Trump smentisce Netanyahu, “a Gaza bambini affamati”

Nella Striscia di Gaza "la fame è reale" e colpisce anche i bambini. A riconoscerlo è ormai pure Donald Trump che dalla Scozia ha preso le distanze da Benyamin Netanyahu e dai tentativi del governo israeliano e dell'esercito di Israele (Idf) di negare la carestia.
(Keystone-ATS) L’occasione per alzare la voce è stato un faccia a faccia con il primo ministro britannico Keir Starmer nel lussuoso resort di proprietà della famiglia del presidente americano a Turnberry, nella contea scozzese dell’Ayrshire.
Teatro di un nuovo evento all’insegna della cosiddetta “diplomazia del golf” dopo l’incontro di ieri con Ursula von der Leyen per la chiusura di un accordo con l’Ue sui dazi. Faccia a faccia dedicato in questo caso soprattutto alla politica estera, con la doppia stretta evocata da Trump – almeno a parole – nei confronti sia di Vladimir Putin (per la guerra in Ucraina), sia di Netanyahu.
Una stretta invocata dall’alleato Starmer, pressato in patria sull’emergenza Gaza da uno sdegno che dilaga nel mondo politico come nella società. E preso di mira per le esitazioni che in veste di leader moderato dell’esecutivo laburista continua per ora a mostrare rispetto alle sollecitazioni ad affiancare quanto meno la Francia di Emmanuel Macron nel riconoscimento simbolico unilaterale dello Stato di Palestina annunciato di fronte alle Nazioni Unite per settembre: senza continuare a legarlo alla ripresa futura d’un processo di pace, se e quando ci sarà.
Incalzato dai giornalisti sulle ultime affermazioni del premier israeliano secondo cui a Gaza “la fame non c’è”, Trump da Turnberry non ha usato mezzi termini. Parlando di “una fame vera”, su cui non si può fingere, e aggiungendo che “Israele ha una grande responsabilità sul flusso degli aiuti”. Oltre che sulla malnutrizione che affligge in particolare i più piccoli: “Basandomi sulle immagini della televisione quei bimbi sembrano molto affamati”, ha tagliato corto.
Una situazione dinanzi alla quale gli Usa “stanno mandando molto denaro e altre nazioni stanno incrementando gli aiuti”, ha assicurato, non senza promettere l’istituzione di nuovi “centri di distribuzione alimentare” nella Striscia per “nutrire i bambini e i civili”: in una terra ridotta a “un macello” laddove “ora servono cibo e sicurezza”. Centri non circondati “da reticolati”, ha precisato, a differenza di quelli affidati in numero limitatissimo negli ultimi mesi alla Gaza Humanitarian Foundation (Ghf), e divenuti – secondo denunce ripetute – trappole mortali per decine e decine di persone in coda.

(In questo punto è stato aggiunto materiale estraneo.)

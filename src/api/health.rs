//! GET /api/v1/health - Liveness plus a database ping

use axum::{extract::State, http::StatusCode, routing::get, Json, Router};
use serde::Serialize;

use crate::api::middleware::AppState;
use crate::config::DatabaseDriver;

#[derive(Debug, Serialize)]
pub struct HealthResponse {
    pub status: &'static str,
    pub database: DatabaseDriver,
    pub version: &'static str,
}

pub fn router() -> Router<AppState> {
    Router::new().route("/", get(health))
}

async fn health(State(state): State<AppState>) -> (StatusCode, Json<HealthResponse>) {
    let (status, label) = match state.pool.ping().await {
        Ok(()) => (StatusCode::OK, "ok"),
        Err(e) => {
            tracing::error!("Health check failed: {:#}", e);
            (StatusCode::SERVICE_UNAVAILABLE, "unavailable")
        }
    };

    (
        status,
        Json(HealthResponse {
            status: label,
            database: state.pool.driver(),
            version: env!("CARGO_PKG_VERSION"),
        }),
    )
}
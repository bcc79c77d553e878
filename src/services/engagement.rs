//! Engagement service
//!
//! Likes and bookmarks on articles:
//! - Toggle for a resolved user, refused on drafts the user did not write
//! - A viewer's like/bookmark state for one article
//! - Like counter repair

use crate::db::repositories::{ArticleRepository, EngagementRepository};
use crate::models::{AuthorRef, EngagementKind, EngagementState, ToggleOutcome};
use crate::services::user::{UserService, UserServiceError};
use anyhow::Context;
use std::sync::Arc;

/// Error types for engagement service operations
#[derive(Debug, thiserror::Error)]
pub enum EngagementServiceError {
    /// Validation error
    #[error("Validation error: {0}")]
    ValidationError(String),

    /// Article or user not found
    #[error("Not found: {0}")]
    NotFound(String),

    /// The article is a draft and the user is not its author
    #[error("Article is not published: {0}")]
    Restricted(String),

    /// Internal error
    #[error("Internal error: {0}")]
    InternalError(#[from] anyhow::Error),
}

impl From<UserServiceError> for EngagementServiceError {
    fn from(err: UserServiceError) -> Self {
        match err {
            UserServiceError::NotFound(id) => Self::NotFound(format!("User {}", id)),
            UserServiceError::ValidationError(msg) => Self::ValidationError(msg),
            UserServiceError::Conflict(msg) => {
                Self::InternalError(anyhow::anyhow!("Unexpected user conflict: {}", msg))
            }
            UserServiceError::InternalError(e) => Self::InternalError(e),
        }
    }
}

/// Engagement service
pub struct EngagementService {
    articles: Arc<dyn ArticleRepository>,
    repo: Arc<dyn EngagementRepository>,
    users: Arc<UserService>,
}

impl EngagementService {
    pub fn new(
        articles: Arc<dyn ArticleRepository>,
        repo: Arc<dyn EngagementRepository>,
        users: Arc<UserService>,
    ) -> Self {
        Self {
            articles,
            repo,
            users,
        }
    }

    /// Toggle a like or bookmark for `user` on the article at `slug`.
    ///
    /// For likes the outcome carries the counter read back inside the
    /// toggle's transaction.
    ///
    /// # Errors
    /// - `NotFound` if the user or the article does not exist
    /// - `Restricted` if the article is a draft by someone else
    pub async fn toggle(
        &self,
        kind: EngagementKind,
        user: &AuthorRef,
        slug: &str,
    ) -> Result<ToggleOutcome, EngagementServiceError> {
        let user = self.users.require(user).await?;

        let article = self
            .articles
            .get_with_meta_by_slug(slug)
            .await
            .context("Failed to load article")?
            .ok_or_else(|| EngagementServiceError::NotFound(format!("Article {}", slug)))?;

        if !article.article.is_published() && article.author.id != user.id {
            return Err(EngagementServiceError::Restricted(slug.to_string()));
        }

        let outcome = self.repo.toggle(kind, user.id, article.article.id).await?;
        tracing::debug!(
            "User {} toggled {} on {}: active={} likes_count={:?}",
            user.id,
            kind,
            slug,
            outcome.active,
            outcome.likes_count
        );
        Ok(outcome)
    }

    /// A viewer's like and bookmark state for one article. Anonymous and
    /// unknown viewers have neither.
    pub async fn state(
        &self,
        slug: &str,
        viewer: Option<&AuthorRef>,
    ) -> Result<EngagementState, EngagementServiceError> {
        let article_id = self.article_id(slug).await?;

        let Some(viewer) = viewer else {
            return Ok(EngagementState::default());
        };
        let Some(user) = self.users.resolve(viewer).await? else {
            return Ok(EngagementState::default());
        };

        let (liked, bookmarked) = futures::try_join!(
            self.repo.is_active(EngagementKind::Like, user.id, article_id),
            self.repo.is_active(EngagementKind::Bookmark, user.id, article_id),
        )?;

        Ok(EngagementState { liked, bookmarked })
    }

    /// Re-derive one article's like counter from its like rows
    pub async fn recount_likes(&self, slug: &str) -> Result<i64, EngagementServiceError> {
        let article_id = self.article_id(slug).await?;
        let count = self.repo.recount_likes(article_id).await?;
        Ok(count)
    }

    /// Repair every drifted like counter; returns how many were fixed
    pub async fn reconcile_all(&self) -> Result<u64, EngagementServiceError> {
        let fixed = self.repo.reconcile_all_likes().await?;
        if fixed > 0 {
            tracing::warn!("Repaired like counters on {} articles", fixed);
        }
        Ok(fixed)
    }

    async fn article_id(&self, slug: &str) -> Result<i64, EngagementServiceError> {
        self.articles
            .get_by_slug(slug)
            .await
            .context("Failed to load article")?
            .map(|article| article.id)
            .ok_or_else(|| EngagementServiceError::NotFound(format!("Article {}", slug)))
    }
}

#[cfg(test)]
mod tests {
    use super::*;
    use crate::db::repositories::{
        fixtures, SqlxArticleRepository, SqlxEngagementRepository, SqlxUserRepository,
    };
    use crate::db::DynDatabasePool;

    const UID: &str = "3f2b8c1e-9d4a-4b6f-8e2a-1c5d7f9a0b3e";

    async fn setup_test_service() -> (DynDatabasePool, EngagementService) {
        let pool = fixtures::migrated_pool().await;
        let users = Arc::new(UserService::new(SqlxUserRepository::boxed(pool.clone())));
        let service = EngagementService::new(
            SqlxArticleRepository::boxed(pool.clone()),
            SqlxEngagementRepository::boxed(pool.clone()),
            users,
        );
        (pool, service)
    }

    #[tokio::test]
    async fn test_like_twice_restores_state() {
        let (pool, service) = setup_test_service().await;
        let author = fixtures::insert_user(&pool, "author", None).await;
        let reader = fixtures::insert_user(&pool, "reader", Some(UID)).await;
        fixtures::insert_article(&pool, author, "intro-to-lua", "published", 0).await;
        let reader_ref = AuthorRef::InternalId(reader);

        let on = service
            .toggle(EngagementKind::Like, &reader_ref, "intro-to-lua")
            .await
            .unwrap();
        assert_eq!(on, ToggleOutcome { active: true, likes_count: Some(1) });

        let state = service
            .state("intro-to-lua", Some(&AuthorRef::ExternalId(UID.to_string())))
            .await
            .unwrap();
        assert_eq!(state, EngagementState { liked: true, bookmarked: false });

        let off = service
            .toggle(EngagementKind::Like, &reader_ref, "intro-to-lua")
            .await
            .unwrap();
        assert_eq!(off, ToggleOutcome { active: false, likes_count: Some(0) });
    }

    #[tokio::test]
    async fn test_toggle_not_found() {
        let (pool, service) = setup_test_service().await;
        let author = fixtures::insert_user(&pool, "author", None).await;
        fixtures::insert_article(&pool, author, "post", "published", 0).await;

        assert!(matches!(
            service
                .toggle(EngagementKind::Like, &AuthorRef::InternalId(999), "post")
                .await,
            Err(EngagementServiceError::NotFound(_))
        ));
        assert!(matches!(
            service
                .toggle(EngagementKind::Bookmark, &AuthorRef::InternalId(author), "missing")
                .await,
            Err(EngagementServiceError::NotFound(_))
        ));
    }

    #[tokio::test]
    async fn test_toggle_on_foreign_draft_is_restricted() {
        let (pool, service) = setup_test_service().await;
        let author = fixtures::insert_user(&pool, "author", None).await;
        let reader = fixtures::insert_user(&pool, "reader", None).await;
        fixtures::insert_article(&pool, author, "wip", "draft", 0).await;

        assert!(matches!(
            service
                .toggle(EngagementKind::Like, &AuthorRef::InternalId(reader), "wip")
                .await,
            Err(EngagementServiceError::Restricted(_))
        ));

        let own = service
            .toggle(EngagementKind::Bookmark, &AuthorRef::InternalId(author), "wip")
            .await
            .unwrap();
        assert!(own.active);
    }

    #[tokio::test]
    async fn test_state_for_anonymous_and_unknown_viewers() {
        let (pool, service) = setup_test_service().await;
        let author = fixtures::insert_user(&pool, "author", None).await;
        fixtures::insert_article(&pool, author, "post", "published", 0).await;

        assert_eq!(service.state("post", None).await.unwrap(), EngagementState::default());
        assert_eq!(
            service
                .state("post", Some(&AuthorRef::InternalId(999)))
                .await
                .unwrap(),
            EngagementState::default()
        );
        assert!(matches!(
            service.state("missing", None).await,
            Err(EngagementServiceError::NotFound(_))
        ));
    }

    #[tokio::test]
    async fn test_recount_and_reconcile() {
        let (pool, service) = setup_test_service().await;
        let author = fixtures::insert_user(&pool, "author", None).await;
        let article = fixtures::insert_article(&pool, author, "post", "published", 0).await;
        service
            .toggle(EngagementKind::Like, &AuthorRef::InternalId(author), "post")
            .await
            .unwrap();

        sqlx::query("UPDATE articles SET likes_count = 10 WHERE id = ?")
            .bind(article)
            .execute(fixtures::sqlite(&pool))
            .await
            .unwrap();
        assert_eq!(service.recount_likes("post").await.unwrap(), 1);

        sqlx::query("UPDATE articles SET likes_count = 3 WHERE id = ?")
            .bind(article)
            .execute(fixtures::sqlite(&pool))
            .await
            .unwrap();
        assert_eq!(service.reconcile_all().await.unwrap(), 1);
        assert_eq!(fixtures::likes_counter(&pool, article).await, 1);
    }
}

#[cfg(test)]
mod property_tests {
    use super::*;
    use crate::db::repositories::{
        fixtures, SqlxArticleRepository, SqlxEngagementRepository, SqlxUserRepository,
    };
    use proptest::prelude::*;

    const USERS: usize = 4;

    proptest! {
        #![proptest_config(ProptestConfig::with_cases(12))]

        /// Toggles from several users, repeats by the same user included,
        /// run concurrently against a file-backed database. Afterwards the
        /// counter equals the like rows and each user's state is the parity
        /// of their toggles.
        #[test]
        fn counter_matches_like_rows(toggles in prop::collection::vec(0..USERS, 0..24)) {
            let rt = tokio::runtime::Builder::new_multi_thread()
                .worker_threads(4)
                .enable_all()
                .build()
                .unwrap();
            rt.block_on(async {
                let dir = tempfile::tempdir().unwrap();
                let pool = fixtures::migrated_file_pool(&dir).await;
                let author = fixtures::insert_user(&pool, "author", None).await;
                let article = fixtures::insert_article(&pool, author, "post", "published", 0).await;
                let mut users = Vec::new();
                for i in 0..USERS {
                    users.push(fixtures::insert_user(&pool, &format!("u{}", i), None).await);
                }

                let service = Arc::new(EngagementService::new(
                    SqlxArticleRepository::boxed(pool.clone()),
                    SqlxEngagementRepository::boxed(pool.clone()),
                    Arc::new(UserService::new(SqlxUserRepository::boxed(pool.clone()))),
                ));

                let tasks = toggles.iter().map(|&i| {
                    let service = service.clone();
                    let user = AuthorRef::InternalId(users[i]);
                    tokio::spawn(async move {
                        service.toggle(EngagementKind::Like, &user, "post").await
                    })
                });
                for result in futures::future::join_all(tasks).await {
                    result.expect("toggle task panicked").expect("toggle failed");
                }

                let rows = fixtures::like_rows(&pool, article).await;
                assert_eq!(fixtures::likes_counter(&pool, article).await, rows);

                let mut expected = 0;
                for (i, &user) in users.iter().enumerate() {
                    let liked = toggles.iter().filter(|&&t| t == i).count() % 2 == 1;
                    let state = service
                        .state("post", Some(&AuthorRef::InternalId(user)))
                        .await
                        .unwrap();
                    assert_eq!(state.liked, liked, "user {} toggled {:?}", i, toggles);
                    expected += i64::from(liked);
                }
                assert_eq!(rows, expected);

                pool.close().await;
            });
        }
    }
}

Trump nello stesso tempo non ha mancato di puntare l’indice contro Hamas, accusata di trattenere come estremo “scudo umano i 20 ostaggi” israeliani che sarebbero rimasti nelle sue mani. Nonché sull’Iran, “intromessosi” a suo dire nei recenti negoziati di Doha con “messaggi negativi a Hamas” tali da contribuire a far saltare l’accordo su un cessate il fuoco. Cessate il fuoco che peraltro il leader della Casa Bianca considera ancora “possibile”, mentre chiede a pubblicamente a Netanyahu di “mettere fine” all’escalation militare.
Toni più in sintonia che mai con quelli di Starmer, secondo il quale nella Striscia “la crisi umanitaria” è a un livello da “catastrofe assoluta”. E a cui ha fatto eco da Bruxelles l’iniziativa della Commissione europea di proporre una sospensione parziale dell’accesso d’Israele al programma Ue di finanziamento alla ricerca Horizon. Mentre sul riconoscimento dello Stato palestinese, il presidente ha svicolato, dicendo di non voler “prendere posizione”.
Sul terreno, intanto, la ripresa parziale degli aiuti, frutto anche delle pressioni su Israele, non impedisce al conto dei morti, addebitati alla fame o ai rinnovati raid dell’Idf in alcune aree di Gaza, di continuare ad aggravarsi.
Mentre in Cisgiordania ritornano le violenze dei coloni, denunciate in particolare – con la copertura di unità dell’esercito – nel villaggio cristiano palestinese di Taybeh: attacchi contro case e auto scatenati al grido di slogan tipo “Fuori gli arabi o morte” e bollate da fonti della Chiesa cattolica come di stampo “terroristico”.
Scenari che hanno indotto due associazioni pacifiste israeliane, B’Tselem e Medici per i Diritti Umani, a elevare la loro protesta di nicchia per quanto accade a Gaza fino a rompere un tabù: quello sulla parola “genocidio”.